Task details >>
Among the following entries, how many lines hold the string "plus"? State only the number.

(Records shown begins)

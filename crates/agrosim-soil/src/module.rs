//! One water balance plus one nutrient balance, advanced together.

use chrono::NaiveDate;
use serde::{Deserialize, Serialize};

use agrosim_kernel::{DayContext, Kiosk, ParameterProvider, SimulationObject};
use agrosim_types::{ComponentId, Irrigation, NutrientApplication, WeatherRecord};

use crate::error::SoilError;
use crate::free_drain::FreeDrainWaterBalance;
use crate::layered::LayeredWaterBalance;
use crate::nutrients::{Nutrient, SoilNutrients};
use crate::potential::PotentialWaterBalance;

/// Which water balance to run.
#[derive(Debug, Clone, Copy, PartialEq, Eq, Default, Serialize, Deserialize)]
#[serde(rename_all = "snake_case")]
pub enum WaterMode {
    /// Multi-layer solver with inter-layer flow.
    #[default]
    Layered,
    /// Classic root zone plus lower zone with free drainage.
    FreeDrain,
    /// No water limitation.
    Potential,
}

/// Which nutrients limit production.
#[derive(Debug, Clone, Copy, PartialEq, Eq, Default, Serialize, Deserialize)]
#[serde(rename_all = "snake_case")]
pub enum NutrientMode {
    /// N, P and K are all limiting.
    #[default]
    Full,
    /// Only nitrogen is limiting.
    Nitrogen,
    /// No nutrient limitation.
    Potential,
}

impl NutrientMode {
    /// Whether `nutrient` is simulated as a limiting pool.
    pub const fn limits(self, nutrient: Nutrient) -> bool {
        match self {
            Self::Full => true,
            Self::Nitrogen => matches!(nutrient, Nutrient::N),
            Self::Potential => false,
        }
    }
}

/// Soil module selection as written in the run configuration.
#[derive(Debug, Clone, Copy, PartialEq, Eq, Default, Serialize, Deserialize)]
#[serde(default)]
pub struct SoilModuleConfig {
    /// Water balance variant.
    pub water: WaterMode,
    /// Nutrient balance variant.
    pub nutrients: NutrientMode,
}

/// The active water balance.
#[derive(Debug, Clone)]
pub enum WaterBalance {
    /// Multi-layer balance.
    Layered(Box<LayeredWaterBalance>),
    /// Free-drainage balance.
    FreeDrain(Box<FreeDrainWaterBalance>),
    /// Potential balance.
    Potential(PotentialWaterBalance),
}

impl WaterBalance {
    /// Build the balance selected by `mode`.
    pub fn initialize(
        mode: WaterMode,
        day: NaiveDate,
        kiosk: &mut Kiosk,
        params: &ParameterProvider,
    ) -> Result<Self, SoilError> {
        Ok(match mode {
            WaterMode::Layered => Self::Layered(Box::new(LayeredWaterBalance::initialize(day, kiosk, params)?)),
            WaterMode::FreeDrain => {
                Self::FreeDrain(Box::new(FreeDrainWaterBalance::initialize(day, kiosk, params)?))
            }
            WaterMode::Potential => Self::Potential(PotentialWaterBalance::initialize(day, kiosk, params)?),
        })
    }

    /// Which variant is running.
    pub const fn mode(&self) -> WaterMode {
        match self {
            Self::Layered(_) => WaterMode::Layered,
            Self::FreeDrain(_) => WaterMode::FreeDrain,
            Self::Potential(_) => WaterMode::Potential,
        }
    }

    /// Registry owner id of the running balance.
    pub fn id(&self) -> ComponentId {
        match self {
            Self::Layered(wb) => wb.id(),
            Self::FreeDrain(wb) => wb.id(),
            Self::Potential(wb) => wb.id(),
        }
    }

    /// Queue irrigation.
    pub fn on_irrigate(&mut self, irrigation: Irrigation) {
        match self {
            Self::Layered(wb) => wb.on_irrigate(irrigation.effective()),
            Self::FreeDrain(wb) => wb.on_irrigate(irrigation.amount, irrigation.effective()),
            Self::Potential(_) => {}
        }
    }

    /// A crop cycle starts with `params` holding the crop's parameters.
    pub fn on_crop_start(&mut self, params: &ParameterProvider) -> Result<(), SoilError> {
        match self {
            Self::Layered(wb) => wb.on_crop_start(params),
            Self::FreeDrain(wb) => {
                wb.on_crop_start();
                Ok(())
            }
            Self::Potential(_) => Ok(()),
        }
    }

    /// The crop cycle ended.
    pub fn on_crop_finish(&mut self) {
        if let Self::FreeDrain(wb) = self {
            wb.on_crop_finish();
        }
    }

    /// Closing balance of the whole system (cm).
    pub fn checksum(&self) -> f64 {
        match self {
            Self::Layered(wb) => wb.checksum(),
            Self::FreeDrain(wb) => wb.checksums().1,
            Self::Potential(_) => 0.0,
        }
    }
}

impl SimulationObject for WaterBalance {
    type Error = SoilError;

    fn calc_rates(&mut self, ctx: &mut DayContext<'_>, weather: &WeatherRecord) -> Result<(), SoilError> {
        match self {
            Self::Layered(wb) => wb.calc_rates(ctx, weather),
            Self::FreeDrain(wb) => wb.calc_rates(ctx, weather),
            Self::Potential(wb) => wb.calc_rates(ctx, weather),
        }
    }

    fn integrate(&mut self, ctx: &mut DayContext<'_>, delt: f64) -> Result<(), SoilError> {
        match self {
            Self::Layered(wb) => wb.integrate(ctx, delt),
            Self::FreeDrain(wb) => wb.integrate(ctx, delt),
            Self::Potential(wb) => wb.integrate(ctx, delt),
        }
    }

    fn finalize(&mut self, ctx: &mut DayContext<'_>) -> Result<(), SoilError> {
        match self {
            Self::Layered(wb) => wb.finalize(ctx),
            Self::FreeDrain(wb) => wb.finalize(ctx),
            Self::Potential(wb) => wb.finalize(ctx),
        }
    }

    fn reset(&mut self, ctx: &mut DayContext<'_>) -> Result<(), SoilError> {
        match self {
            Self::Layered(wb) => wb.reset(ctx),
            Self::FreeDrain(wb) => wb.reset(ctx),
            Self::Potential(wb) => wb.reset(ctx),
        }
    }
}

/// Water plus nutrient balance of one soil campaign.
#[derive(Debug, Clone)]
pub struct SoilModule {
    water: WaterBalance,
    nutrients: SoilNutrients,
}

impl SoilModule {
    /// Build both balances from the active soil parameters.
    pub fn initialize(
        day: NaiveDate,
        kiosk: &mut Kiosk,
        params: &ParameterProvider,
        config: SoilModuleConfig,
    ) -> Result<Self, SoilError> {
        let water = WaterBalance::initialize(config.water, day, kiosk, params)?;
        let nutrients = SoilNutrients::initialize(day, kiosk, params, config.nutrients)?;
        Ok(Self { water, nutrients })
    }

    /// The water balance.
    pub const fn water(&self) -> &WaterBalance {
        &self.water
    }

    /// The nutrient balance.
    pub const fn nutrients(&self) -> &SoilNutrients {
        &self.nutrients
    }

    /// Registry owners of both balances, for retiring the soil.
    pub fn owners(&self) -> [ComponentId; 2] {
        [self.water.id(), self.nutrients.id()]
    }

    /// Route an `Irrigate` signal.
    pub fn on_irrigate(&mut self, irrigation: Irrigation) {
        self.water.on_irrigate(irrigation);
    }

    /// Route an `ApplyNutrients` signal.
    pub fn on_apply_nutrients(&mut self, application: &NutrientApplication) {
        self.nutrients.on_apply_nutrients(application);
    }

    /// Route a `CropStart` signal.
    pub fn on_crop_start(&mut self, params: &ParameterProvider) -> Result<(), SoilError> {
        self.water.on_crop_start(params)
    }

    /// Route a `CropFinish` signal.
    pub fn on_crop_finish(&mut self) {
        self.water.on_crop_finish();
    }
}

impl SimulationObject for SoilModule {
    type Error = SoilError;

    fn calc_rates(&mut self, ctx: &mut DayContext<'_>, weather: &WeatherRecord) -> Result<(), SoilError> {
        self.water.calc_rates(ctx, weather)?;
        self.nutrients.calc_rates(ctx, weather)
    }

    fn integrate(&mut self, ctx: &mut DayContext<'_>, delt: f64) -> Result<(), SoilError> {
        self.water.integrate(ctx, delt)?;
        self.nutrients.integrate(ctx, delt)
    }

    fn finalize(&mut self, ctx: &mut DayContext<'_>) -> Result<(), SoilError> {
        self.water.finalize(ctx)?;
        self.nutrients.finalize(ctx)
    }

    fn reset(&mut self, ctx: &mut DayContext<'_>) -> Result<(), SoilError> {
        self.water.reset(ctx)?;
        self.nutrients.reset(ctx)
    }
}

#[cfg(test)]
#[allow(clippy::unwrap_used)]
mod tests {
    use agrosim_kernel::{Outbox, ParameterBundle};

    use super::*;

    const SOIL_YAML: &str = r"
site:
  IFUNRN: 0
  NOTINF: 0.0
  SSI: 0.0
  SSMAX: 0.5
  SMLIM: 0.3
  WAV: 10.0
  SURFACE_RELEASE_FR: 0.2
  NSOILBASE: 60.0
  NSOILBASE_FR: 0.02
  NAVAILI: 15.0
soils:
  loam:
    default:
      THICKNESS: [10.0, 20.0, 30.0, 40.0]
      SMTAB: [-1.0, 0.39, 1.0, 0.38, 2.0, 0.27, 3.0, 0.15, 4.2, 0.08, 6.0, 0.02]
      CONTAB: [-1.0, 1.5, 1.0, 0.7, 2.0, -1.0, 3.0, -3.0, 4.2, -5.8, 6.0, -9.0]
      SURFACE_CONDUCTIVITY: 50.0
    wet:
      THICKNESS: [10.0, 20.0]
      SMTAB: [-1.0, 0.39, 2.0, 0.27, 4.2, 0.08, 6.0, 0.02]
      CONTAB: [-1.0, 1.5, 2.0, -1.0, 4.2, -5.8, 6.0, -9.0]
      SURFACE_CONDUCTIVITY: 50.0
      GROUNDWATER: 1
";

    fn params(variation: &str) -> ParameterProvider {
        let bundle: ParameterBundle = serde_yml::from_str(SOIL_YAML).unwrap();
        let mut provider = ParameterProvider::new(bundle).unwrap();
        provider.set_active_soil("loam", variation).unwrap();
        provider
    }

    fn start() -> NaiveDate {
        NaiveDate::from_ymd_opt(2019, 4, 15).unwrap()
    }

    #[test]
    fn layered_module_from_yaml_parameters() {
        let mut kiosk = Kiosk::new();
        let config = SoilModuleConfig {
            water: WaterMode::Layered,
            nutrients: NutrientMode::Nitrogen,
        };
        let mut soil = SoilModule::initialize(start(), &mut kiosk, &params("default"), config).unwrap();
        assert_eq!(soil.water().mode(), WaterMode::Layered);
        assert_eq!(kiosk.profile("SM_LAYERS").unwrap().len(), 4);
        assert!(kiosk.contains("NAVAIL"));

        soil.on_irrigate(Irrigation {
            amount: 2.0,
            efficiency: 0.8,
        });
        let weather = agrosim_types::SyntheticWeather::default().generate(start(), 20);
        for w in &weather {
            let mut outbox = Outbox::new();
            let mut ctx = DayContext::new(w.day, &mut kiosk, &mut outbox);
            soil.calc_rates(&mut ctx, w).unwrap();
            soil.integrate(&mut ctx, 1.0).unwrap();
        }
        assert!((kiosk.scalar("TOTIRR").unwrap() - 1.6).abs() < 1e-12);
        assert!(soil.water().checksum().abs() < 1e-6);

        let mut outbox = Outbox::new();
        let mut ctx = DayContext::new(start(), &mut kiosk, &mut outbox);
        soil.finalize(&mut ctx).unwrap();
    }

    #[test]
    fn groundwater_profiles_are_rejected() {
        let mut kiosk = Kiosk::new();
        assert!(matches!(
            SoilModule::initialize(start(), &mut kiosk, &params("wet"), SoilModuleConfig::default()),
            Err(SoilError::GroundwaterUnsupported)
        ));
    }

    #[test]
    fn config_parses_snake_case_modes() {
        let config: SoilModuleConfig = serde_yml::from_str("water: free_drain\nnutrients: potential\n").unwrap();
        assert_eq!(config.water, WaterMode::FreeDrain);
        assert_eq!(config.nutrients, NutrientMode::Potential);
        assert_eq!(SoilModuleConfig::default().water, WaterMode::Layered);
    }

    #[test]
    fn nitrogen_mode_limits_only_nitrogen() {
        assert!(NutrientMode::Nitrogen.limits(Nutrient::N));
        assert!(!NutrientMode::Nitrogen.limits(Nutrient::K));
        assert!(NutrientMode::Full.limits(Nutrient::P));
        assert!(!NutrientMode::Potential.limits(Nutrient::N));
    }
}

(Records shown ends)

Response to the exercise >>
3